Hardware has probably advanced to the point by now that I don't have to worry what hex numbers I pick for my journal scheme, right?

Comments

Probably.

Most likely, they've become codified by name as well as hex, so if you can find an index of all 256(?) colors, you could do it that way.

They have - there's some "What Hex Color are You?" quiz out there that lists them all. Difficulty with that: LJ customisation fields only allow for a certain number of characters, and it's often not enough.

Anyway, it was my impression that 256 was what you came up with when you only used 0, 3, 6, 9, C, and F in your hex codes. I want them ALL.

Mwahahahaha.

Actually, the 0, 3, 4, 9, C, F is an artifact of the olden days of web browsing.

I remember when I was surfing the web in my Netscape 1.0 browser on a 256-color computer, and because of the number of colors that can be displayed, 256 (8-bit), is only a tiny fraction of what "true color" supports (24-bit, or over 16 million), there was a lot of "dithering" that went on--blending pixels of two different colors together to make them look like some intermediate color. This led to very dotty and grainy images.

But what colors were dithered and what colors were used to dither? Netscape decided to create a set of colors that were "browser-safe" and were never dithered. All other colors that were dithered were created from these colors. Since Netscape was the de-facto standard at the time, IE adopted this same set of "browser-safe" colors. Web developers of the day, in order to prevent grainy dithered images, had to use these colors as much as possible.

As people moved to 16-bit colors (65536 colors, which is still less than 16 million), this became less important, but since 16-bit was still not true color, there was still a bit of dithering going on, so many of the professional and/or tradiationalist (I fall into the traditionalist category) developers still used these "safe" colos (esp. since there was no longer any agree standard for what colors are safe in 16-bit color mode, and thus, these "safe" colors were still the only gauranteed safe colors).

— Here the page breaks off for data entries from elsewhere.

use anyhow::{Context, Result};
use ouroboros::self_referencing;

use winit::application::ApplicationHandler;
use winit::dpi::LogicalSize;
use winit::event::WindowEvent;
use winit::event_loop::{ActiveEventLoop, ControlFlow, EventLoop};
use winit::window::{Window, WindowId};

use crate::core::{App as CoreApp, AppControl, FrameCtx, WindowCtx};
use crate::device::{Gpu, GpuInit};
use crate::input::{translate_window_event, InputFrame, InputState};
use crate::time::{FrameClock, FrameTime};

/// Window/runtime configuration.
#[derive(Debug, Clone)]
pub struct RuntimeConfig {
    pub title: String,
    pub initial_size: LogicalSize<f64>,
}

impl Default for RuntimeConfig {
    fn default() -> Self {
        Self {
            title: "BlobbySpheres".to_string(),
            initial_size: LogicalSize::new(800.0, 600.0),
        }
    }
}

/// Runtime context passed to the application.
///
/// Commands are buffered and applied after the current callback returns.
#[derive(Default)]
pub struct RuntimeCtx {
    exit: bool,
}

impl RuntimeCtx {
    pub fn exit(&mut self) {
        self.exit = true;
    }
}

/// Entry point for the runtime. Drives exactly one window.
pub struct Runtime;

impl Runtime {
    pub fn run<A>(initial: RuntimeConfig, gpu_init: GpuInit, app: A) -> Result<()>
    where
        A: 'static + CoreApp,
    {
        let event_loop = EventLoop::new().context("failed to create winit EventLoop")?;
        let mut state = AppState::new(initial, gpu_init, app);

        event_loop
            .run_app(&mut state)
            .context("winit event loop terminated with error")?;

        match state.fatal.take() {
            Some(err) => Err(err),
            None => Ok(()),
        }
    }
}

#[self_referencing]
struct WindowEntry {
    input_state: InputState,
    input_frame: InputFrame,
    clock: FrameClock,

    window: Window,

    #[borrows(window)]
    #[covariant]
    gpu: Gpu<'this>,
}

struct AppState<A>
where
    A: CoreApp + 'static,
{
    initial: RuntimeConfig,
    gpu_init: GpuInit,
    app: A,

    window: Option<WindowEntry>,
    exit_requested: bool,
    fatal: Option<anyhow::Error>,
}

impl<A> AppState<A>
where
    A: CoreApp + 'static,
{
    fn new(initial: RuntimeConfig, gpu_init: GpuInit, app: A) -> Self {
        Self {
            initial,
            gpu_init,
            app,
            window: None,
            exit_requested: false,
            fatal: None,
        }
    }

    fn fail(&mut self, event_loop: &ActiveEventLoop, err: anyhow::Error) {
        log::error!("{err:#}");
        self.fatal = Some(err);
        self.exit_requested = true;
        event_loop.exit();
    }

    fn create_window_entry(&self, event_loop: &ActiveEventLoop) -> Result<WindowEntry> {
        let attrs = Window::default_attributes()
            .with_title(self.initial.title.clone())
            .with_inner_size(self.initial.initial_size);

        let window = event_loop
            .create_window(attrs)
            .context("failed to create window")?;

        let gpu_init = self.gpu_init.clone();

        WindowEntryTryBuilder {
            input_state: InputState::default(),
            input_frame: InputFrame::default(),
            clock: FrameClock::default(),
            window,
            gpu_builder: |w| {
                pollster::block_on(Gpu::new(w, gpu_init)).context("GPU initialization failed")
            },
        }
        .try_build()
    }

    fn redraw(&mut self, window_id: WindowId) -> AppControl {
        let (app, window) = (&mut self.app, &mut self.window);
        let Some(entry) = window.as_mut() else {
            return AppControl::Continue;
        };

        let mut runtime_ctx = RuntimeCtx::default();
        let mut control = AppControl::Continue;

        entry.with_mut(|fields| {
            let size = fields.gpu.size();
            if size.width == 0 || size.height == 0 {
                // Minimised: nothing to draw into.
                fields.clock.reset();
                return;
            }

            let ft: FrameTime = fields.clock.tick();

            // Scope to ensure `ctx` is dropped before mutating frame state.
            {
                let mut ctx = FrameCtx {
                    window: WindowCtx {
                        id: window_id,
                        window: fields.window,
                    },
                    gpu: fields.gpu,
                    input: fields.input_state,
                    input_frame: fields.input_frame,
                    time: ft,
                    runtime: &mut runtime_ctx,
                };

                control = app.on_frame(&mut ctx);
            }

            // Clear per-frame deltas after the frame is consumed.
            fields.input_frame.clear();
        });

        if runtime_ctx.exit {
            AppControl::Exit
        } else {
            control
        }
    }
}

impl<A> ApplicationHandler for AppState<A>
where
    A: CoreApp + 'static,
{
    fn resumed(&mut self, event_loop: &ActiveEventLoop) {
        if self.window.is_some() {
            return;
        }

        match self.create_window_entry(event_loop) {
            Ok(entry) => {
                let size = entry.borrow_gpu().size();
                self.app.on_resize(size.width.max(1), size.height.max(1));
                entry.with_window(|w| w.request_redraw());
                self.window = Some(entry);
            }
            Err(e) => self.fail(event_loop, e.context("failed to create the window")),
        }
    }

    fn about_to_wait(&mut self, event_loop: &ActiveEventLoop) {
        if self.exit_requested {
            event_loop.exit();
            return;
        }

        event_loop.set_control_flow(ControlFlow::Wait);

        // Continuous redraw: the scene animates.
        if let Some(entry) = &self.window {
            entry.with_window(|w| w.request_redraw());
        }
    }

    fn window_event(
        &mut self,
        event_loop: &ActiveEventLoop,
        window_id: WindowId,
        event: WindowEvent,
    ) {
        if self.exit_requested {
            event_loop.exit();
            return;
        }

        // Split borrows to avoid `self` capture inside `ouroboros` closures.
        let (app, window) = (&mut self.app, &mut self.window);
        let Some(entry) = window.as_mut() else {
            return;
        };

        let mut exit_from_app_event = false;

        entry.with_mut(|fields| {
            if let Some(ev) = translate_window_event(fields.window, fields.input_state, &event) {
                fields.input_state.apply_event(fields.input_frame, ev);
            }

            if app.on_window_event(&event) == AppControl::Exit {
                exit_from_app_event = true;
            }
        });

        if exit_from_app_event {
            self.exit_requested = true;
            event_loop.exit();
            return;
        }

        match &event {
            WindowEvent::CloseRequested | WindowEvent::Destroyed => {
                self.window = None;
                self.exit_requested = true;
                event_loop.exit();
            }

            WindowEvent::Resized(_) | WindowEvent::ScaleFactorChanged { .. } => {
                if let Some(entry) = self.window.as_mut() {
                    let new_size = entry.with_window(|w| w.inner_size());
                    entry.with_gpu_mut(|gpu| gpu.resize(new_size));
                    if new_size.width > 0 && new_size.height > 0 {
                        log::debug!("resized to {}x{}", new_size.width, new_size.height);
                        self.app.on_resize(new_size.width, new_size.height);
                    }
                    entry.with_window(|w| w.request_redraw());
                }
            }

            WindowEvent::RedrawRequested => {
                if self.redraw(window_id) == AppControl::Exit {
                    self.exit_requested = true;
                    event_loop.exit();
                }
            }

            _ => {}
        }
    }
}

It wasn't until large numbers of people started to use 24-bit true color that people finally started to not care and even forget about the "safe colors". Some traditionalist developers and large-audience developers (those who need to make as many customers happy, including those using legacy hardware) still use browser safe colors. I still try to whenever possible.

Anyway, the browser safe colors are officially defined as any color where the red, green, and blue components were multiples of 0x33. 0x33 * 4 = 0xCC. Anyway, there were thus 6 possible values for each of the 3 components (0x33 * 0 through 0x33 * 5), and 6 raised to the third power is 216. So the safe color set actually has 216 colors, not 256. The remaining 40 served as a buffer because things like the operating system used up some color space.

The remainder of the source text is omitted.